Pharmaceutical and biological properties of doxorubicin encapsulated in liposomes (L-ADM): the effect of repeated administration on the systemic phagocytic activity and pharmacokinetics.

We investigated the biodistribution and antitumour activity of doxorubicin (ADM) encapsulated in liposomes (L-ADM) after two administrations in tumour bearing mice. The effect of the first administration on phagocytic activity was also examined. The biodistribution of L-ADM after the second dosing at an interval of 4d was remarkably different from that after the first. The concentration of ADM in plasma and tumour after the second injection was higher, but that in the liver was lower than after the first administration. This decrease in distribution to the liver is thought to have contributed to the difference in the biodistribution characteristics of L-ADM. With regard to antitumour effect, the activity was similar between L-ADM and a solution of ADM (F-ADM). To investigate the effect of the first administration of L-ADM on biodistribution, systemic phagocytic activity was measured after the injection of F-ADM, L-ADM, or 'empty' liposomes not containing ADM. F-ADM and L-ADM (7.5 mg ADM/kg body weight) reduced phagocytic activity to approximately 50% and 30% of control, respectively.
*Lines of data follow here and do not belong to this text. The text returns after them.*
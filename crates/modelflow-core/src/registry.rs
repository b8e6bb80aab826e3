//! Registry of extractor and scorer implementations.
//!
//! Documents name their phase implementations by string identifier. The
//! registry maps each identifier to factories for the capabilities it was
//! registered under, and is populated at program start.

use std::collections::HashMap;
use std::fmt;
use std::sync::Arc;

use crate::error::ValidationError;
use crate::phase::{Extractor, Phase, Scorer};

/// A factory could not produce an instance.
#[derive(Debug, Clone, PartialEq, Eq, thiserror::Error)]
#[error("{0}")]
pub struct InstantiationError(pub String);

/// Errors raised while populating a registry.
#[derive(Debug, Clone, PartialEq, Eq, thiserror::Error)]
pub enum RegistryError {
    #[error("{capability} '{name}' is already registered")]
    Duplicate {
        name: String,
        capability: &'static str,
    },

    #[error("registration name must not be empty")]
    EmptyName,
}

pub type ExtractorFactory =
    Arc<dyn Fn() -> Result<Arc<dyn Extractor>, InstantiationError> + Send + Sync>;
pub type ScorerFactory = Arc<dyn Fn() -> Result<Arc<dyn Scorer>, InstantiationError> + Send + Sync>;

#[derive(Clone, Default)]
struct Registration {
    extractor: Option<ExtractorFactory>,
    scorer: Option<ScorerFactory>,
}

/// In-memory phase implementation registry.
#[derive(Clone, Default)]
pub struct PhaseRegistry {
    entries: HashMap<String, Registration>,
}

impl PhaseRegistry {
    pub fn new() -> Self {
        Self::default()
    }

    pub fn register_extractor<F>(
        &mut self,
        name: impl Into<String>,
        factory: F,
    ) -> Result<(), RegistryError>
    where
        F: Fn() -> Result<Arc<dyn Extractor>, InstantiationError> + Send + Sync + 'static,
    {
        let entry = self.entry(name.into(), Phase::Extract, |r| r.extractor.is_some())?;
        entry.extractor = Some(Arc::new(factory));
        Ok(())
    }

    pub fn register_scorer<F>(
        &mut self,
        name: impl Into<String>,
        factory: F,
    ) -> Result<(), RegistryError>
    where
        F: Fn() -> Result<Arc<dyn Scorer>, InstantiationError> + Send + Sync + 'static,
    {
        let entry = self.entry(name.into(), Phase::Score, |r| r.scorer.is_some())?;
        entry.scorer = Some(Arc::new(factory));
        Ok(())
    }

    /// Register an extractor that is built with `Default`.
    pub fn register_default_extractor<T>(&mut self, name: impl Into<String>) -> Result<(), RegistryError>
    where
        T: Extractor + Default + 'static,
    {
        self.register_extractor(name, || Ok(Arc::new(T::default()) as Arc<dyn Extractor>))
    }

    /// Register a scorer that is built with `Default`.
    pub fn register_default_scorer<T>(&mut self, name: impl Into<String>) -> Result<(), RegistryError>
    where
        T: Scorer + Default + 'static,
    {
        self.register_scorer(name, || Ok(Arc::new(T::default()) as Arc<dyn Scorer>))
    }

    fn entry(
        &mut self,
        name: String,
        phase: Phase,
        taken: impl Fn(&Registration) -> bool,
    ) -> Result<&mut Registration, RegistryError> {
        if name.is_empty() {
            return Err(RegistryError::EmptyName);
        }
        if self.entries.get(&name).is_some_and(&taken) {
            return Err(RegistryError::Duplicate {
                name,
                capability: phase.capability(),
            });
        }
        Ok(self.entries.entry(name).or_default())
    }

    pub fn contains(&self, name: &str) -> bool {
        self.entries.contains_key(name)
    }

    /// Registered identifiers, sorted.
    pub fn names(&self) -> Vec<&str> {
        let mut names: Vec<&str> = self.entries.keys().map(String::as_str).collect();
        names.sort_unstable();
        names
    }

    /// Resolve `name` as an extractor and build an instance.
    ///
    /// # Errors
    ///
    /// - `ValidationError::TypeNotFound`: nothing is registered under `name`.
    /// - `ValidationError::MissingCapability`: `name` is not an extractor.
    /// - `ValidationError::CannotInstantiate`: the factory failed.
    pub fn instantiate_extractor(&self, name: &str) -> Result<Arc<dyn Extractor>, ValidationError> {
        let factory = self
            .resolve(name)?
            .extractor
            .as_ref()
            .ok_or_else(|| ValidationError::MissingCapability {
                name: name.to_string(),
                phase: Phase::Extract,
            })?;
        factory().map_err(|err| ValidationError::CannotInstantiate {
            name: name.to_string(),
            reason: err.to_string(),
        })
    }

    /// Resolve `name` as a scorer and build an instance.
    ///
    /// # Errors
    ///
    /// As for [`instantiate_extractor`](Self::instantiate_extractor).
    pub fn instantiate_scorer(&self, name: &str) -> Result<Arc<dyn Scorer>, ValidationError> {
        let factory = self
            .resolve(name)?
            .scorer
            .as_ref()
            .ok_or_else(|| ValidationError::MissingCapability {
                name: name.to_string(),
                phase: Phase::Score,
            })?;
        factory().map_err(|err| ValidationError::CannotInstantiate {
            name: name.to_string(),
            reason: err.to_string(),
        })
    }

    fn resolve(&self, name: &str) -> Result<&Registration, ValidationError> {
        self.entries
            .get(name)
            .ok_or_else(|| ValidationError::TypeNotFound {
                name: name.to_string(),
            })
    }
}

impl fmt::Debug for PhaseRegistry {
    fn fmt(&self, f: &mut fmt::Formatter<'_>) -> fmt::Result {
        f.debug_struct("PhaseRegistry")
            .field("names", &self.names())
            .finish()
    }
}

#[cfg(test)]
mod tests {
    use super::*;
    use crate::kvstore::KeyValueStoreBinding;
    use crate::phase::{FieldSelector, FieldTuple, PhaseError};

    #[derive(Default)]
    struct Noop;

    impl Extractor for Noop {
        fn input_fields(&self) -> FieldSelector {
            FieldSelector::named(["a"])
        }

        fn output_fields(&self) -> FieldSelector {
            FieldSelector::ResultsEqualToInput
        }

        fn extract(
            &self,
            input: &FieldTuple,
            _stores: &KeyValueStoreBinding,
        ) -> Result<FieldTuple, PhaseError> {
            Ok(input.clone())
        }
    }

    #[test]
    fn test_instantiate_registered_extractor() {
        let mut registry = PhaseRegistry::new();
        registry
            .register_default_extractor::<Noop>("test.Noop")
            .unwrap();
        assert!(registry.contains("test.Noop"));
        let extractor = registry.instantiate_extractor("test.Noop").ok().unwrap();
        assert_eq!(extractor.input_fields(), FieldSelector::named(["a"]));
    }

    #[test]
    fn test_unknown_name_is_type_not_found() {
        let registry = PhaseRegistry::new();
        let err = registry.instantiate_extractor("test.Missing").err().unwrap();
        assert_eq!(
            err,
            ValidationError::TypeNotFound {
                name: "test.Missing".to_string()
            }
        );
    }

    #[test]
    fn test_wrong_capability() {
        let mut registry = PhaseRegistry::new();
        registry
            .register_default_extractor::<Noop>("test.Noop")
            .unwrap();
        let err = registry.instantiate_scorer("test.Noop").err().unwrap();
        assert!(matches!(
            err,
            ValidationError::MissingCapability {
                phase: Phase::Score,
                ..
            }
        ));
    }

    #[test]
    fn test_failing_factory_is_cannot_instantiate() {
        let mut registry = PhaseRegistry::new();
        registry
            .register_extractor("test.Broken", || {
                Err(InstantiationError("constructor panicked".to_string()))
            })
            .unwrap();
        let err = registry.instantiate_extractor("test.Broken").err().unwrap();
        assert!(err.to_string().starts_with("cannot instantiate 'test.Broken'"));
    }

    #[test]
    fn test_duplicate_registration_rejected() {
        let mut registry = PhaseRegistry::new();
        registry
            .register_default_extractor::<Noop>("test.Noop")
            .unwrap();
        let err = registry
            .register_default_extractor::<Noop>("test.Noop")
            .unwrap_err();
        assert!(matches!(err, RegistryError::Duplicate { .. }));
        assert_eq!(
            registry.register_default_extractor::<Noop>(""),
            Err(RegistryError::EmptyName)
        );
    }
}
This finding suggests that entrapment of ADM in liposomes enhances both the distribution of the drug to the reticuloendothelial system (RES) and its suppressive effect on RES activity. These results indicate that the decrease in RES activity by L-ADM must be considered in estimation of the pharmacokinetics, antitumour activity, and toxicity of L-ADM in clinical use when given by repeat administration or used in combination with other antitumour agents.